Nah, pada kesempatan kali ini,
Budaya Nusantara akan mengulas secara singkat apa-apa saja budaya dan kearifan
lokal masyarakat Minahasa yang sampai saat ini masih tetap lestari di
tengah-tengah kehidupan mereka, terutama pada dan untuk upacara-upacara
adatnya.
Upacara
Adat Masyarakat Minahasa:
1. Monondeaga
Upacara adat ini merupakan sebuah upacara adat yang
biasa dilakukan oleh suku Minahasa terutama yang berdiam di daerah Bolaang
Mongondow. Pelaksanaan upacara adat ini sendiri adalah untuk memperingati atau
mengukuhkan seorang anak perempuan ketika memasuki masa pubertas yang ditandai
dengan datangnya haid pertama. Secara garis besar, upacara adat ini dilakukan
sebagai bentuk syukur dan sekaligus semacam uwar-uwar bahwa anak gadis dari
orang yang melaksanakan upacara adat ini telah menginjak masa pubertas. Untuk
itu, agar kecantikan dan kedewasaan sang anak gadis lebih mencorong, maka dalam
upacara adat ini sang gadis kecil pun daun telinganya ditindik dan dipasangi
anting-anting layaknya gadis yang mulai bersolek, kemudian gigi diratakan
(dikedawung) sebagai pelengkap kecantikan dan tanda bahwa yang bersangkutan
sudah dewasa.
2. Mupuk Im Bene
Sebenarnya upacara Mupuk Im Bene itu hakikatnya mirip
dengan upacara syukuran selepas melaksanakan panen raya, seperti halnya yang
lazim kita saksikan di pulau Jawa ketika menggelar acara mapag sri dan atau
munjungan. Dan memang, esensi dari ritual ini sendiri adalah untuk
mengungkapkan rasa syukur kepada Tuhan atas segala rizki yang mereka dapat,
atau yang dalam bahasa setempat disebut dengan Pallen Pactio. Prosesi dari
upacara adat ini adalah secara ringkas dapat digambarkan sebagai berikut:
Masyarakat yang hendak melaksanakan upacara Mupuk Im Bene ini membawa sekarung
padi bersama beberapa hasil bumi lainnya ke suatu tempat dimana upacara ini
akan dilakanakan (biasanya di lapangan atau gereja) untuk didoakan. Kemudian
selepas acara mendoakan hasil bumi ini selesai maka dilanjutkan dengan
makan-makan bersama aneka jenis makanan yang sebelumnya telah disiapkan oleh
ibu-ibu tiap rumah.
3. Metipu
Metipu merupakan sebuah upacara adat dari daerah
Sangihe Talaud berupa penyembahan kepada Sang Pencipta alam semesta yang
disebut Benggona Langi Duatan Saluran.
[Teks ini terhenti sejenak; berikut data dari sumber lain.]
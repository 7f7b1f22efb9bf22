//! Response styles and system prompt composition.

use fitcoach_config::{CustomStyle, Language, Locale};

pub const CONCISE: &str = "concise";
pub const NORMAL: &str = "normal";
pub const CREATIVE: &str = "creative";

/// Temperature used whenever structured reasoning is on.
pub const REASONING_TEMPERATURE: f32 = 0.2;

/// The built-in styles, in display order.
#[derive(Debug, Clone, Copy, PartialEq, Eq)]
pub enum BuiltinStyle {
    Concise,
    Normal,
    Creative,
}

impl BuiltinStyle {
    pub const ALL: [BuiltinStyle; 3] = [Self::Concise, Self::Normal, Self::Creative];

    pub fn from_id(id: &str) -> Option<Self> {
        match id {
            CONCISE => Some(Self::Concise),
            NORMAL => Some(Self::Normal),
            CREATIVE => Some(Self::Creative),
            _ => None,
        }
    }

    pub fn id(self) -> &'static str {
        match self {
            Self::Concise => CONCISE,
            Self::Normal => NORMAL,
            Self::Creative => CREATIVE,
        }
    }

    pub fn temperature(self) -> f32 {
        match self {
            Self::Concise => 0.3,
            Self::Normal => 0.7,
            Self::Creative => 1.0,
        }
    }

    pub fn instruction(self, locale: &Locale) -> &'static str {
        match self {
            Self::Concise => locale.style_concise,
            Self::Normal => locale.style_normal,
            Self::Creative => locale.style_creative,
        }
    }
}

/// A system prompt and the temperature to send it with.
#[derive(Debug, Clone, PartialEq)]
pub struct ComposedPrompt {
    pub system_prompt: String,
    pub temperature: f32,
}

/// Composes the persona with a style fragment and, optionally, the
/// structured-reasoning directive.
#[derive(Debug, Clone, Copy)]
pub struct StyleComposer {
    locale: &'static Locale,
}

impl StyleComposer {
    pub fn new(language: Language) -> Self {
        Self {
            locale: Locale::for_language(language),
        }
    }

    /// Built-in ids win over custom styles with the same id; unknown ids
    /// fall back to `normal`.
    pub fn compose(
        &self,
        base: &str,
        style_id: &str,
        custom_styles: &[CustomStyle],
        reasoning: bool,
    ) -> ComposedPrompt {
        let (instruction, temperature) = match BuiltinStyle::from_id(style_id) {
            Some(style) => (style.instruction(self.locale), style.temperature()),
            None => match custom_styles.iter().find(|s| s.id == style_id) {
                Some(custom) => (custom.instruction.as_str(), custom.temperature),
                None => {
                    tracing::debug!(style_id, "Unknown style, using normal");
                    let normal = BuiltinStyle::Normal;
                    (normal.instruction(self.locale), normal.temperature())
                }
            },
        };

        let mut system_prompt = format!("{}\n\n{}", base.trim_end(), instruction);
        let temperature = if reasoning {
            system_prompt.push_str("\n\n");
            system_prompt.push_str(self.locale.reasoning_directive);
            REASONING_TEMPERATURE
        } else {
            temperature
        };

        ComposedPrompt {
            system_prompt,
            temperature,
        }
    }
}

/// Every selectable style id: built-ins first, then custom styles.
pub fn style_ids(custom_styles: &[CustomStyle]) -> Vec<&str> {
    BuiltinStyle::ALL
        .iter()
        .map(|s| s.id())
        .chain(
            custom_styles
                .iter()
                .map(|s| s.id.as_str())
                .filter(|id| BuiltinStyle::from_id(id).is_none()),
        )
        .collect()
}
Prosesi dari upacara adat ini adalah
dengan membakar daun-daun dan akar-akar yang mewangi dan menimbulkan asap
membumbung ke hadirat-Nya, sebagai bentuk permuliaan penduduk setempat terhadap
pencipta-Nya.
4. Watu Pinawetengan
Kalimat atau istilah Musyawarah untuk mencapai kata
mufakat dan bersatu kita teguh bercerai kita runtuh ternyata bukan hanya
monopoli beberapa kaum saja, dan tentu saja itu bukanlah isapan jempol yang
tanpa makna. Suku minahasa pun memiliki satu upacara adat yang memang
dilaksanakan untuk meneguhkan persatuan dan kesatuan anatar penduduknya.
Upacara adat itu dalam suku Minahasa disebut dengan upacara Watu Pinawetengan.
Konon berdasarkan cerita rakyat yang dipegang secara turun temurun, pada zaman
dahulu terdapatlah sebuah batu besar yang disebut tumotowa yakni batu yang
menjadi altar ritual sekaligus menandai berdirinya permukiman suatu komunitas.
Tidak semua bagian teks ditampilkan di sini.